Omnicell, which sells pharmacy and medication management technology to healthcare organizations, on May 4 discovered some information-technology systems had been affected by ransomware, according to an 8-K form, which companies file to notify investors and the SEC about events that could be important to shareholders.
Omnicell did not respond to a request for comment on what IT systems were affected and whether they are operational.
“The company is not commenting beyond the 8-K filing at this time,” a spokesman for Omnicell said.
Some products, services and internal systems have been affected, according to the filing. Medication-management devices used by customers, such as automated dispensing systems and robotic equipment, have not been disrupted by the attack, based on the company’s assessment.
The company is in the “early stages” of its investigation and has not determined the extent of the impact on the company’s “business, results of operations or financial condition or whether such impact will have a material adverse effect,” according to the filing. Omnicell has notified law enforcement and is working with cybersecurity experts and legal counsel.
Omnicell has not said whether patient data was affected in the cyberattack.

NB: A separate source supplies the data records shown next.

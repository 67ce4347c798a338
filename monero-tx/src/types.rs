//! Transaction data model and its JSON form.

use monero_crypto::{Key, MgSig, RangeSig};
use serde::{Deserialize, Serialize};

use crate::TxError;

/// An input spending one of a ring of earlier outputs.
#[derive(Debug, Clone, PartialEq, Eq, Serialize, Deserialize)]
pub struct TxInToKey {
    /// Cleartext amount, 0 for RingCT inputs.
    pub amount: u64,
    /// Relative global indices of the ring members.
    pub key_offsets: Vec<u64>,
    /// Key image of the real input.
    #[serde(rename = "k_image")]
    pub key_image: Key,
}

/// Destination of an output.
#[derive(Debug, Clone, Copy, PartialEq, Eq, Serialize, Deserialize)]
pub struct TxOutToKey {
    /// One-time output key.
    pub key: Key,
}

#[derive(Debug, Clone, Copy, PartialEq, Eq, Serialize, Deserialize)]
pub struct TxOut {
    /// Cleartext amount, 0 for RingCT outputs.
    pub amount: u64,
    pub target: TxOutToKey,
}

impl TxOut {
    /// A RingCT output paying `key`.
    pub fn to_key(key: Key) -> Self {
        Self {
            amount: 0,
            target: TxOutToKey { key },
        }
    }
}

/// Encrypted mask and amount for one output.
#[derive(Debug, Clone, Copy, PartialEq, Eq, Serialize, Deserialize)]
pub struct EcdhInfo {
    pub mask: Key,
    pub amount: Key,
}

/// RingCT signature variant.
///
/// `Full` signs all inputs with a single MLSAG; `Simple` publishes one
/// pseudo-output commitment and one MLSAG per input.
#[derive(Debug, Clone, Copy, Default, PartialEq, Eq, Hash, Serialize, Deserialize)]
#[serde(into = "u8", try_from = "u8")]
pub enum RctType {
    #[default]
    Null = 0,
    Full = 1,
    Simple = 2,
}

impl From<RctType> for u8 {
    fn from(rct_type: RctType) -> Self {
        rct_type as u8
    }
}

impl TryFrom<u8> for RctType {
    type Error = TxError;

    fn try_from(value: u8) -> Result<Self, Self::Error> {
        match value {
            0 => Ok(RctType::Null),
            1 => Ok(RctType::Full),
            2 => Ok(RctType::Simple),
            other => Err(TxError::UnknownRctType(other)),
        }
    }
}

/// The prunable-independent part of the RingCT signatures.
#[derive(Debug, Clone, Default, PartialEq, Eq, Serialize, Deserialize)]
pub struct RctSignatures {
    #[serde(rename = "type")]
    pub rct_type: RctType,
    #[serde(rename = "txnFee")]
    pub fee: u64,
    #[serde(rename = "ecdhInfo")]
    pub ecdh_info: Vec<EcdhInfo>,
    /// Output commitments.
    #[serde(rename = "outPk")]
    pub out_pk: Vec<Key>,
    /// Per-input pseudo-output commitments, `Simple` only.
    #[serde(rename = "pseudoOuts", default, skip_serializing_if = "Vec::is_empty")]
    pub pseudo_outs: Vec<Key>,
    /// Prefix hash the signatures commit to. Not part of the JSON form.
    #[serde(skip)]
    pub message: Key,
}

/// Range proofs and ring signatures, which nodes may prune.
#[derive(Debug, Clone, Default, PartialEq, Eq, Serialize, Deserialize)]
pub struct RctsigPrunable {
    /// One range proof per output.
    #[serde(rename = "rangeSigs")]
    pub range_sigs: Vec<RangeSig>,
    #[serde(rename = "MGs")]
    pub mgs: Vec<MgSig>,
}

/// Everything in a transaction except its signatures.
#[derive(Debug, Clone, Default, PartialEq, Eq, Serialize, Deserialize)]
pub struct TransactionPrefix {
    pub version: u64,
    pub unlock_time: u64,
    pub vin: Vec<TxInToKey>,
    pub vout: Vec<TxOut>,
    pub extra: Vec<u8>,
}

#[derive(Debug, Clone, Default, PartialEq, Eq, Serialize, Deserialize)]
pub struct Transaction {
    #[serde(flatten)]
    pub prefix: TransactionPrefix,
    pub rct_signatures: RctSignatures,
    pub rctsig_prunable: RctsigPrunable,
}

impl Transaction {
    /// Parse the JSON form.
    pub fn from_json(json: &str) -> Result<Self, TxError> {
        Ok(serde_json::from_str(json)?)
    }

    /// Render the JSON form.
    pub fn to_json(&self) -> Result<String, TxError> {
        Ok(serde_json::to_string_pretty(self)?)
    }
}
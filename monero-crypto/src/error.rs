//! Error types for cryptographic operations.

use thiserror::Error;

/// Errors that can occur during cryptographic operations.
#[derive(Debug, Clone, PartialEq, Eq, Error)]
pub enum CryptoError {
    /// A byte sequence is not a valid encoding (varint, hex, ...).
    #[error("Invalid encoding: {0}")]
    InvalidEncoding(String),

    /// A value has the wrong length.
    #[error("Invalid length: expected {expected}, got {actual}")]
    InvalidLength { expected: usize, actual: usize },

    /// The bytes do not decompress to a curve point.
    #[error("Point not on curve")]
    InvalidPoint,

    /// The bytes are not a canonical scalar.
    #[error("Invalid scalar: {0}")]
    InvalidScalar(String),

    /// Two collections that must line up have different sizes.
    #[error("Length mismatch: {0}")]
    LengthMismatch(String),

    /// A hex string could not be decoded.
    #[error("Invalid hex: {0}")]
    InvalidHex(String),
}

impl From<hex::FromHexError> for CryptoError {
    fn from(err: hex::FromHexError) -> Self {
        CryptoError::InvalidHex(err.to_string())
    }
}
//! Keccak-256 hashing (`cn_fast_hash`) and hash-to-scalar.

use curve25519_dalek::scalar::Scalar;
use sha3::{Digest, Keccak256};

use crate::Key;

/// Hash capability consumed by the address, stealth and transaction code.
///
/// The default implementation is [`Keccak`]. Alternative backends only need
/// to provide `fast_hash`; reduction mod the group order is shared.
pub trait HashOps {
    /// Fixed-output 32-byte hash (`cn_fast_hash`).
    fn fast_hash(&self, data: &[u8]) -> [u8; 32];

    /// Hash, then reduce modulo the group order `l`.
    fn hash_to_scalar(&self, data: &[u8]) -> Key {
        let hash = self.fast_hash(data);
        Key(Scalar::from_bytes_mod_order(hash).to_bytes())
    }

    /// Hash without reduction. Used for address checksums.
    fn hash_no_reduce(&self, data: &[u8]) -> [u8; 32] {
        self.fast_hash(data)
    }
}

/// Legacy Keccak-256 (the pre-standard padding used by CryptoNote).
#[derive(Debug, Clone, Copy, Default, PartialEq, Eq)]
pub struct Keccak;

impl HashOps for Keccak {
    fn fast_hash(&self, data: &[u8]) -> [u8; 32] {
        Keccak256::digest(data).into()
    }
}

impl<T: HashOps + ?Sized> HashOps for &T {
    fn fast_hash(&self, data: &[u8]) -> [u8; 32] {
        (**self).fast_hash(data)
    }
}
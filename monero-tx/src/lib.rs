//! RingCT Transactions
//!
//! This crate provides the transaction data model, its JSON form, and the
//! canonical byte serializations that transaction hashes are computed over.
//!
//! # Signing Hash
//!
//! ```text
//! message   = H(serialize(prefix))
//! pre_mlsag = H(hex(message) || hex(H(rct_base)) || hex(H(range_proofs)))
//! ```
//!
//! # Example
//!
//! ```rust
//! use monero_crypto::{Keccak, Key};
//! use monero_tx::{Transaction, TxOut};
//!
//! let mut tx = Transaction::default();
//! tx.prefix.version = 2;
//! tx.prefix.vout.push(TxOut::to_key(Key::new([7u8; 32])));
//!
//! let hash = tx.sign_message(&Keccak).unwrap();
//! assert_ne!(hash, Key::ZERO);
//! ```

mod error;
mod hash;
mod serialization;
mod types;

pub use error::TxError;
pub use hash::{pre_mlsag_hash, prefix_hash};
pub use serialization::{TXIN_TO_KEY_TAG, TXOUT_TO_KEY_TAG};
pub use types::{
    EcdhInfo, RctSignatures, RctType, RctsigPrunable, Transaction, TransactionPrefix, TxInToKey,
    TxOut, TxOutToKey,
};
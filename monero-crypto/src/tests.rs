//! Integration tests for the monero-crypto crate.

use crate::varint::{encode_varint, read_varint};
use crate::*;

fn init_logging() {
    let _ = env_logger::builder().is_test(true).try_init();
}

#[test]
fn test_confidential_output_flow() {
    init_logging();
    let ops = Ed25519;
    let prover = BorromeanProver::new(ops).unwrap();

    // Sender commits to two outputs and proves both are in range
    let amounts = [5_000_000_000_000u64, 1_250_000];
    let mut commitments = Vec::new();
    for amount in amounts {
        let mask = ops.random_scalar();
        let (commitment, proof) = prover.prove(amount, &mask).unwrap();
        assert!(prover.verify(&commitment, &proof));

        // Proof survives the text form
        let json = serde_json::to_string(&proof).unwrap();
        let decoded: RangeSig = serde_json::from_str(&json).unwrap();
        assert!(prover.verify(&commitment, &decoded));

        commitments.push((commitment, mask));
    }

    // Commitments are additively homomorphic
    let sum = ops.add_keys(&commitments[0].0, &commitments[1].0).unwrap();
    let mask_sum = ops.sc_add(&commitments[0].1, &commitments[1].1);
    let expected = pedersen_commit(&ops, amounts[0] + amounts[1], &mask_sum).unwrap();
    assert_eq!(sum, expected);
}

#[test]
fn test_ring_signature_over_output_keys() {
    init_logging();
    let ops = Ed25519;

    // A one-time output key and nine decoys
    let secret = ops.random_scalar();
    let public = ops.secret_to_public(&secret).unwrap();
    let mut ring: Vec<Vec<Key>> = (0..9)
        .map(|_| vec![ops.scalar_mult_base(&ops.random_scalar())])
        .collect();
    ring.insert(3, vec![public]);

    let message = Key(ops.fast_hash(b"transaction prefix"));
    let (sig, images) = generate_mlsag(&ops, &message, &ring, &[secret], 3).unwrap();
    assert!(verify_mlsag(&ops, &message, &ring, &sig, &images));

    // The published key image is the standard one for the output
    assert_eq!(images[0], ops.generate_key_image(&secret, &public).unwrap());

    // MgSig survives the text form
    let json = serde_json::to_value(&sig).unwrap();
    assert!(json.get("ss").is_some());
    assert!(json.get("cc").is_some());
    let decoded: MgSig = serde_json::from_value(json).unwrap();
    assert!(verify_mlsag(&ops, &message, &ring, &decoded, &images));
}

#[test]
fn test_varint_framing() {
    // Several varints back to back decode in sequence
    let mut buf = Vec::new();
    for value in [0u64, 300, u64::MAX, 2] {
        buf.extend_from_slice(&encode_varint(value));
    }

    let mut offset = 0;
    let mut decoded = Vec::new();
    while offset < buf.len() {
        let (value, used) = read_varint(&buf[offset..]).unwrap();
        decoded.push(value);
        offset += used;
    }
    assert_eq!(decoded, vec![0, 300, u64::MAX, 2]);
}

#[test]
fn test_hash_to_scalar_through_trait_object_reference() {
    fn hash_with<H: HashOps>(hasher: H, data: &[u8]) -> Key {
        hasher.hash_to_scalar(data)
    }

    let direct = Keccak.hash_to_scalar(b"abc");
    assert_eq!(hash_with(&Keccak, b"abc"), direct);
    assert_eq!(hash_with(Ed25519, b"abc"), direct);
}

#[derive(serde::Deserialize)]
struct RangeProofFixture {
    commitment: Key,
    #[serde(rename = "rangeSig")]
    range_sig: RangeSig,
}

fn mainnet_range_proof() -> RangeProofFixture {
    serde_json::from_str(include_str!("../testdata/range_proof.json")).unwrap()
}

#[test]
fn test_verifies_mainnet_range_proof() {
    init_logging();
    let prover = BorromeanProver::new(Ed25519).unwrap();
    let fixture = mainnet_range_proof();
    assert!(prover.verify(&fixture.commitment, &fixture.range_sig));
}

#[test]
fn test_rejects_altered_mainnet_range_proof() {
    let prover = BorromeanProver::new(Ed25519).unwrap();
    let fixture = mainnet_range_proof();

    let mut proof = fixture.range_sig;
    proof.asig.s1[63].0[0] ^= 0x01;
    assert!(!prover.verify(&fixture.commitment, &proof));

    let mut proof = fixture.range_sig;
    proof.ci.swap(0, 1);
    assert!(!prover.verify(&fixture.commitment, &proof));
}
//! Core types for Monero addresses.

use monero_crypto::Key;
use serde::{Deserialize, Serialize};

use crate::AddressError;

/// Network an address belongs to.
#[derive(Debug, Clone, Copy, Default, PartialEq, Eq, Hash, Serialize, Deserialize)]
#[serde(rename_all = "lowercase")]
pub enum Network {
    /// Monero mainnet.
    #[default]
    Mainnet,
    /// Public test network.
    Testnet,
    /// Staging network.
    Stagenet,
}

/// Whether an address is an account's primary address or a subaddress.
#[derive(Debug, Clone, Copy, PartialEq, Eq, Hash, Serialize, Deserialize)]
#[serde(rename_all = "lowercase")]
pub enum AddressKind {
    Primary,
    Subaddress,
}

impl AddressKind {
    /// Pick the kind from a subaddress flag.
    pub fn from_subaddress(is_subaddress: bool) -> Self {
        if is_subaddress {
            AddressKind::Subaddress
        } else {
            AddressKind::Primary
        }
    }

    pub fn is_subaddress(&self) -> bool {
        matches!(self, AddressKind::Subaddress)
    }
}

impl Network {
    /// All supported networks.
    pub const ALL: [Network; 3] = [Network::Mainnet, Network::Testnet, Network::Stagenet];

    /// Network byte of a primary address.
    pub fn primary_byte(&self) -> u8 {
        match self {
            Network::Mainnet => crate::MAINNET_PRIMARY,
            Network::Testnet => crate::TESTNET_PRIMARY,
            Network::Stagenet => crate::STAGENET_PRIMARY,
        }
    }

    /// Network byte of a subaddress.
    pub fn subaddress_byte(&self) -> u8 {
        match self {
            Network::Mainnet => crate::MAINNET_SUBADDRESS,
            Network::Testnet => crate::TESTNET_SUBADDRESS,
            Network::Stagenet => crate::STAGENET_SUBADDRESS,
        }
    }

    /// Network byte for an address of `kind`.
    pub fn network_byte(&self, kind: AddressKind) -> u8 {
        match kind {
            AddressKind::Primary => self.primary_byte(),
            AddressKind::Subaddress => self.subaddress_byte(),
        }
    }

    /// The kind of address `byte` denotes on this network, if any.
    pub fn kind_of(&self, byte: u8) -> Option<AddressKind> {
        if byte == self.primary_byte() {
            Some(AddressKind::Primary)
        } else if byte == self.subaddress_byte() {
            Some(AddressKind::Subaddress)
        } else {
            None
        }
    }

    /// Find the network and kind of a network byte across all networks.
    pub fn from_network_byte(byte: u8) -> Option<(Network, AddressKind)> {
        Network::ALL
            .iter()
            .find_map(|network| network.kind_of(byte).map(|kind| (*network, kind)))
    }
}

impl std::str::FromStr for Network {
    type Err = String;

    fn from_str(s: &str) -> Result<Self, Self::Err> {
        match s.to_ascii_lowercase().as_str() {
            "mainnet" => Ok(Network::Mainnet),
            "testnet" => Ok(Network::Testnet),
            "stagenet" => Ok(Network::Stagenet),
            other => Err(format!("unknown network: {}", other)),
        }
    }
}

/// A decoded Monero address.
#[derive(Debug, Clone, Copy, PartialEq, Eq, Hash, Serialize, Deserialize)]
pub struct Address {
    /// Network this address belongs to.
    pub network: Network,
    /// Primary address or subaddress.
    pub kind: AddressKind,
    /// Public spend key.
    pub spend_public_key: Key,
    /// Public view key.
    pub view_public_key: Key,
}

impl Address {
    /// Create a new address.
    pub fn new(network: Network, kind: AddressKind, spend_public_key: Key, view_public_key: Key) -> Self {
        Self {
            network,
            kind,
            spend_public_key,
            view_public_key,
        }
    }

    /// Leading byte of the binary form.
    pub fn network_byte(&self) -> u8 {
        self.network.network_byte(self.kind)
    }

    pub fn is_subaddress(&self) -> bool {
        self.kind.is_subaddress()
    }

    /// Fail unless this address is on `expected`.
    pub fn require_network(&self, expected: Network) -> Result<(), AddressError> {
        if self.network != expected {
            return Err(AddressError::NetworkMismatch {
                expected,
                actual: self.network,
            });
        }
        Ok(())
    }
}
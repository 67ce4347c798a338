//! Arithmetic in GF(2^255 - 19), radix 2^51.
//!
//! curve25519-dalek keeps its field type private, and Monero's hash-to-point
//! map works on field elements directly, so the handful of operations it
//! needs live here. Everything is variable time; inputs are public keys.

use std::ops::{Add, Mul, Neg, Sub};

const MASK: u64 = (1 << 51) - 1;

/// `p - 2`, little endian.
const P_MINUS_2: [u8; 32] = {
    let mut bytes = [0xff; 32];
    bytes[0] = 0xeb;
    bytes[31] = 0x7f;
    bytes
};

/// `(p - 5) / 8 = 2^252 - 3`, little endian.
const P_MINUS_5_DIV_8: [u8; 32] = {
    let mut bytes = [0xff; 32];
    bytes[0] = 0xfd;
    bytes[31] = 0x0f;
    bytes
};

#[derive(Debug, Clone, Copy)]
pub(crate) struct FieldElement([u64; 5]);

impl FieldElement {
    pub(crate) const ZERO: Self = Self([0; 5]);
    pub(crate) const ONE: Self = Self([1, 0, 0, 0, 0]);

    pub(crate) const fn from_u64(n: u64) -> Self {
        Self([n & MASK, n >> 51, 0, 0, 0])
    }

    /// Load 255 bits; the top bit is ignored and the value is not reduced.
    pub(crate) fn from_bytes(bytes: &[u8; 32]) -> Self {
        let load = |i: usize| {
            let mut word = [0u8; 8];
            word.copy_from_slice(&bytes[i..i + 8]);
            u64::from_le_bytes(word)
        };
        Self([
            load(0) & MASK,
            (load(6) >> 3) & MASK,
            (load(12) >> 6) & MASK,
            (load(19) >> 1) & MASK,
            (load(24) >> 12) & MASK,
        ])
    }

    /// Canonical little-endian encoding.
    pub(crate) fn to_bytes(self) -> [u8; 32] {
        let mut limbs = carry(self.0);

        // Subtract p once if the value is at least p.
        let mut q = (limbs[0] + 19) >> 51;
        for limb in &limbs[1..] {
            q = (limb + q) >> 51;
        }
        limbs[0] += 19 * q;
        for i in 0..4 {
            limbs[i + 1] += limbs[i] >> 51;
            limbs[i] &= MASK;
        }
        limbs[4] &= MASK;

        let mut out = [0u8; 32];
        let mut acc: u128 = 0;
        let mut bits = 0;
        let mut pos = 0;
        for limb in limbs {
            acc |= u128::from(limb) << bits;
            bits += 51;
            while bits >= 8 {
                out[pos] = acc as u8;
                acc >>= 8;
                bits -= 8;
                pos += 1;
            }
        }
        out[pos] = acc as u8;
        out
    }

    pub(crate) fn is_zero(self) -> bool {
        self.to_bytes() == [0u8; 32]
    }

    pub(crate) fn square(self) -> Self {
        self * self
    }

    /// `self^exp` for a little-endian exponent.
    fn pow(self, exp: &[u8; 32]) -> Self {
        let mut result = Self::ONE;
        for byte in exp.iter().rev() {
            for bit in (0..8).rev() {
                result = result.square();
                if (byte >> bit) & 1 == 1 {
                    result = result * self;
                }
            }
        }
        result
    }

    /// Multiplicative inverse; zero maps to zero.
    pub(crate) fn invert(self) -> Self {
        self.pow(&P_MINUS_2)
    }

    /// `(u / v)^((p + 3) / 8)`, computed as `u v^3 (u v^7)^((p - 5) / 8)`.
    pub(crate) fn div_pow_m1(u: Self, v: Self) -> Self {
        let v3 = v.square() * v;
        let uv7 = u * v3.square() * v;
        u * v3 * uv7.pow(&P_MINUS_5_DIV_8)
    }
}

fn carry(mut limbs: [u64; 5]) -> [u64; 5] {
    let c: [u64; 5] = std::array::from_fn(|i| limbs[i] >> 51);
    for limb in &mut limbs {
        *limb &= MASK;
    }
    limbs[0] += c[4] * 19;
    for i in 1..5 {
        limbs[i] += c[i - 1];
    }
    limbs
}

impl Add for FieldElement {
    type Output = Self;

    fn add(self, rhs: Self) -> Self {
        Self(carry(std::array::from_fn(|i| self.0[i] + rhs.0[i])))
    }
}

impl Sub for FieldElement {
    type Output = Self;

    fn sub(self, rhs: Self) -> Self {
        // Add 16p first so no limb underflows.
        const P16_LOW: u64 = 16 * ((1 << 51) - 19);
        const P16_HIGH: u64 = 16 * ((1 << 51) - 1);
        let a = carry(self.0);
        let b = carry(rhs.0);
        Self(carry([
            a[0] + P16_LOW - b[0],
            a[1] + P16_HIGH - b[1],
            a[2] + P16_HIGH - b[2],
            a[3] + P16_HIGH - b[3],
            a[4] + P16_HIGH - b[4],
        ]))
    }
}

impl Neg for FieldElement {
    type Output = Self;

    fn neg(self) -> Self {
        Self::ZERO - self
    }
}

impl Mul for FieldElement {
    type Output = Self;

    fn mul(self, rhs: Self) -> Self {
        let a = carry(self.0);
        let b = carry(rhs.0);
        let m = |x: u64, y: u64| u128::from(x) * u128::from(y);
        let b1 = b[1] * 19;
        let b2 = b[2] * 19;
        let b3 = b[3] * 19;
        let b4 = b[4] * 19;

        let c0 = m(a[0], b[0]) + m(a[4], b1) + m(a[3], b2) + m(a[2], b3) + m(a[1], b4);
        let mut c1 = m(a[1], b[0]) + m(a[0], b[1]) + m(a[4], b2) + m(a[3], b3) + m(a[2], b4);
        let mut c2 = m(a[2], b[0]) + m(a[1], b[1]) + m(a[0], b[2]) + m(a[4], b3) + m(a[3], b4);
        let mut c3 = m(a[3], b[0]) + m(a[2], b[1]) + m(a[1], b[2]) + m(a[0], b[3]) + m(a[4], b4);
        let mut c4 = m(a[4], b[0]) + m(a[3], b[1]) + m(a[2], b[2]) + m(a[1], b[3]) + m(a[0], b[4]);

        c1 += c0 >> 51;
        c2 += c1 >> 51;
        c3 += c2 >> 51;
        c4 += c3 >> 51;
        let top = (c4 >> 51) as u64;

        let mut out = [
            (c0 as u64) & MASK,
            (c1 as u64) & MASK,
            (c2 as u64) & MASK,
            (c3 as u64) & MASK,
            (c4 as u64) & MASK,
        ];
        out[0] += top * 19;
        out[1] += out[0] >> 51;
        out[0] &= MASK;
        Self(out)
    }
}

impl PartialEq for FieldElement {
    fn eq(&self, other: &Self) -> bool {
        self.to_bytes() == other.to_bytes()
    }
}

impl Eq for FieldElement {}

#[cfg(test)]
mod tests {
    use super::*;

    fn fe(n: u64) -> FieldElement {
        FieldElement::from_u64(n)
    }

    #[test]
    fn test_small_arithmetic() {
        assert_eq!(fe(7) + fe(5), fe(12));
        assert_eq!(fe(7) - fe(5), fe(2));
        assert_eq!(fe(7) * fe(5), fe(35));
        assert_eq!(fe(5) - fe(7) + fe(2), FieldElement::ZERO);
    }

    #[test]
    fn test_p_minus_one_encoding() {
        // -1 = p - 1 = 0xec, 0xff.., 0x7f
        let mut expected = [0xff; 32];
        expected[0] = 0xec;
        expected[31] = 0x7f;
        assert_eq!((-FieldElement::ONE).to_bytes(), expected);
        assert_eq!((-FieldElement::ONE) * (-FieldElement::ONE), FieldElement::ONE);
    }

    #[test]
    fn test_unreduced_input_is_reduced_on_output() {
        // p + 3 as bytes decodes to 3.
        let mut bytes = [0xff; 32];
        bytes[0] = 0xf0;
        bytes[31] = 0x7f;
        assert_eq!(FieldElement::from_bytes(&bytes), fe(3));
    }

    #[test]
    fn test_bytes_roundtrip_ignores_top_bit() {
        let mut bytes = [0u8; 32];
        for (i, b) in bytes.iter_mut().enumerate() {
            *b = (i as u8).wrapping_mul(37);
        }
        bytes[31] &= 0x7f;
        let value = FieldElement::from_bytes(&bytes);
        assert_eq!(value.to_bytes(), bytes);

        let mut high = bytes;
        high[31] |= 0x80;
        assert_eq!(FieldElement::from_bytes(&high), value);
    }

    #[test]
    fn test_invert() {
        let mut bytes = [0x5a; 32];
        bytes[31] = 0x21;
        let x = FieldElement::from_bytes(&bytes);
        assert_eq!(x * x.invert(), FieldElement::ONE);
        assert!(FieldElement::ZERO.invert().is_zero());
    }

    #[test]
    fn test_div_pow_m1_squares_to_quotient_up_to_root_of_unity() {
        // r = (u/v)^((p+3)/8) satisfies v r^2 = ±u or ±sqrt(-1) u.
        let u = fe(4);
        let v = fe(1);
        let r = FieldElement::div_pow_m1(u, v);
        let check = v * r.square();
        assert!(check == u || check == -u);
    }
}
//! Error types for transaction serialization.

use monero_crypto::CryptoError;
use thiserror::Error;

/// Errors that can occur while serializing or hashing a transaction.
#[derive(Debug, Error)]
pub enum TxError {
    /// Two arrays that must run in parallel have different lengths.
    #[error("Length mismatch: {0}")]
    LengthMismatch(String),

    /// The bytes do not describe a transaction prefix.
    #[error("Invalid encoding: {0}")]
    InvalidEncoding(String),

    /// Unknown RingCT signature type.
    #[error("Unknown RingCT type: {0}")]
    UnknownRctType(u8),

    /// A primitive failed.
    #[error(transparent)]
    Crypto(#[from] CryptoError),

    /// JSON encoding or decoding failed.
    #[error(transparent)]
    Json(#[from] serde_json::Error),
}
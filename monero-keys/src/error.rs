//! Error types for key and mnemonic operations.

use monero_address::AddressError;
use monero_crypto::CryptoError;
use thiserror::Error;

/// Errors that can occur during key operations.
#[derive(Debug, Error)]
pub enum KeyError {
    /// A curve or hash primitive failed.
    #[error(transparent)]
    Crypto(#[from] CryptoError),

    /// Address encoding failed.
    #[error(transparent)]
    Address(#[from] AddressError),

    /// Mnemonic conversion failed.
    #[error(transparent)]
    Mnemonic(#[from] MnemonicError),
}

/// Errors that can occur while loading a dictionary or converting seeds.
#[derive(Debug, Clone, PartialEq, Eq, Error)]
pub enum MnemonicError {
    /// Wrong number of words in a phrase.
    #[error("Invalid mnemonic length: expected {expected} words, got {actual}")]
    InvalidLength { expected: usize, actual: usize },

    /// A word is not in the dictionary, or the words encode an impossible value.
    #[error("Invalid mnemonic encoding: {0}")]
    InvalidEncoding(String),

    /// The checksum word does not match the data words.
    #[error("Mnemonic checksum mismatch")]
    ChecksumMismatch,

    /// The dictionary has the wrong number of words.
    #[error("Dictionary must have {expected} words, got {actual}")]
    DictionarySize { expected: usize, actual: usize },

    /// No dictionary has been installed.
    #[error("Dictionary not loaded")]
    DictionaryNotLoaded,

    /// The dictionary source could not be read.
    #[error("Dictionary I/O error: {0}")]
    Io(String),
}

impl From<std::io::Error> for MnemonicError {
    fn from(err: std::io::Error) -> Self {
        MnemonicError::Io(err.to_string())
    }
}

The incident has not been posted to the Health and Human Services Department’s Office for Civil Rights breach portal. Healthcare entities governed by the Health Insurance Portability and Accountability Act are required to disclose data breaches to the Office for Civil Rights within 60 days of discovery, provided the incident affected 500 or more people.
Omnicell in a quarterly 10-Q filing on Monday said that possible disruptions to IT systems, data breaches and cyberattacks on its systems could adversely impact its business.
The company said many of the associated risks will likely increase as it continues to expand its cloud-based products.
“Any prolonged system disruption in our IT systems or third-party services could negatively impact the coordination of our sales, planning and manufacturing activities, which could harm our business,” Omnicell wrote in the filing. Data breaches could also lead to loss of trade secrets or exposing employee, customer or patient data.
Federal agencies have been warning healthcare organizations to prepare for cyberattacks in recent months, alerting businesses about an “exceptionally aggressive” ransomware group, known as Hive, and raising concerns that Russia’s invasion of Ukraine could lead to more “malicious cyber activity.”
Last year set a record for healthcare data breaches, with providers, insurers and their business associates submitting more than 700 reports to the Office for Civil Rights. The previous record was 663 breaches in 2020.
Mountain View, California-based Omnicell posted $ 318.8 million in revenue for 2022’s first quarter, up 26.6% from $ 251.8 million in the year-ago period. Roughly 70% of the company’s revenue derived from product revenue, at $ 225.9 million. The company reported $ 8.2 million in net income, down 41.9% from $ 14.1 million in the year-ago quarter.